Tarrant County district attorney’s spokesman Sam Jordan hopes that won’t be the case and that a new trial will yield the same outcome.
“We feel that the evidence still substantiates the claim against him. It was a police officer. We call on them to protect a child, not cause harm to them.”
Tarrant County Prosecutor Bill Vassar told the Fort Worth Star-Telegram he was confident of a new trial and seemed just as confident of a second conviction.
“We are headed to a new trial. If the defense would like to plead, we will consider that.”

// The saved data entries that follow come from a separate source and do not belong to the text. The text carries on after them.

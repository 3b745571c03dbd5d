// Copyright (c) 2024-2025 Jesse Morgan / Morgan Forge
// SPDX-License-Identifier: AGPL-3.0-or-later

//! Close guard for the last window.
//!
//! Closing the last window while downloads are running would drop them, so the
//! quit commands ask the guard first. The `!` variants skip the check.

use crate::window::WindowContext;

/// How a close was requested.
#[derive(Debug, Clone, Copy, PartialEq, Eq, Default)]
pub struct CloseRequest {
    /// Persist the session before closing (`writequit`)
    pub save: bool,
    /// Close even with running downloads (`quit!`)
    pub force: bool,
}

impl CloseRequest {
    pub fn quit() -> Self {
        Self::default()
    }

    pub fn writequit() -> Self {
        Self { save: true, force: false }
    }

    pub fn forced(self) -> Self {
        Self { force: true, ..self }
    }

    /// Command that would close this window regardless of downloads.
    pub fn override_command(&self) -> &'static str {
        if self.save {
            "writequit!"
        } else {
            "quit!"
        }
    }
}

/// Result of a close attempt.
#[derive(Debug, Clone, PartialEq, Eq)]
pub enum CloseOutcome {
    Closed,
    /// Running downloads would be lost; the advisory was shown
    Blocked,
    /// The session could not be saved; the window stays open
    SaveFailed,
}

/// Decides whether a window may close.
#[derive(Debug, Clone, Default)]
pub struct CloseGuard {
    blocked: usize,
}

impl CloseGuard {
    pub fn new() -> Self {
        Self::default()
    }

    /// True if another window stays open or nothing is running.
    pub fn can_close(window_count: usize, running: usize) -> bool {
        window_count > 1 || running == 0
    }

    /// Text shown when a close is refused.
    pub fn advisory(running: usize, request: CloseRequest) -> String {
        let noun = if running == 1 { "download is" } else { "downloads are" };
        format!(
            "{} {} still running (add ! to override: :{})",
            running,
            noun,
            request.override_command()
        )
    }

    /// Close `window` if allowed, saving the session first when requested.
    pub fn try_close(
        &mut self,
        window: &mut dyn WindowContext,
        window_count: usize,
        running: usize,
        request: CloseRequest,
    ) -> CloseOutcome {
        if !request.force && !Self::can_close(window_count, running) {
            self.blocked += 1;
            tracing::info!(
                running,
                windows = window_count,
                blocked = self.blocked,
                "close blocked by running downloads"
            );
            window.error(&Self::advisory(running, request));
            return CloseOutcome::Blocked;
        }

        if request.save {
            if let Err(e) = window.save_session() {
                tracing::warn!("session save failed: {:#}", e);
                window.error(&format!("Could not save session: {:#}", e));
                return CloseOutcome::SaveFailed;
            }
        }

        tracing::debug!(force = request.force, save = request.save, "closing window");
        window.close_win();
        CloseOutcome::Closed
    }

    /// How many closes were refused so far.
    #[cfg(test)]
    pub fn blocked_count(&self) -> usize {
        self.blocked
    }
}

However, it looks like DeGuerin, who has represented many high profile clients, feels a reversal of the conviction is possible based on some precedents that indicate the Court of Criminal Appeals may reevaluate cases involving any kind of perjury. The most notable case was a murder conviction of Clay Chabot in 2009, when DNA showed that one of the witnesses perjured themselves about their role in the murder. Chabot reentered a guilty plea but was only sentenced to the 22 years he had already served in his second trial, getting an early release due to the false testimony.
“Here’s a guy who’s so insistent upon his innocence that he was willing to spend three more years in prison to prove it. There’s not going to be a compromise or plea.”
Should a 13-year-old’s fear of telling the truth about her stepfather’s sexual abuse constitute a new trial for the man convicted of raping her 21 years ago? It’s worth noting that her allegations of a rape haven’t changed, but simply her allegation of having been a virgin at the time of the rape which she lied about out of fear of her stepfather. While her fear is understandable, one of the strongest points for the defense will be that part of the inital conviction hinged on the presumption that the genital injuries present could have only occurred if Franklin had raped the girl, according to her testimony of no previous sexual contact or assaults.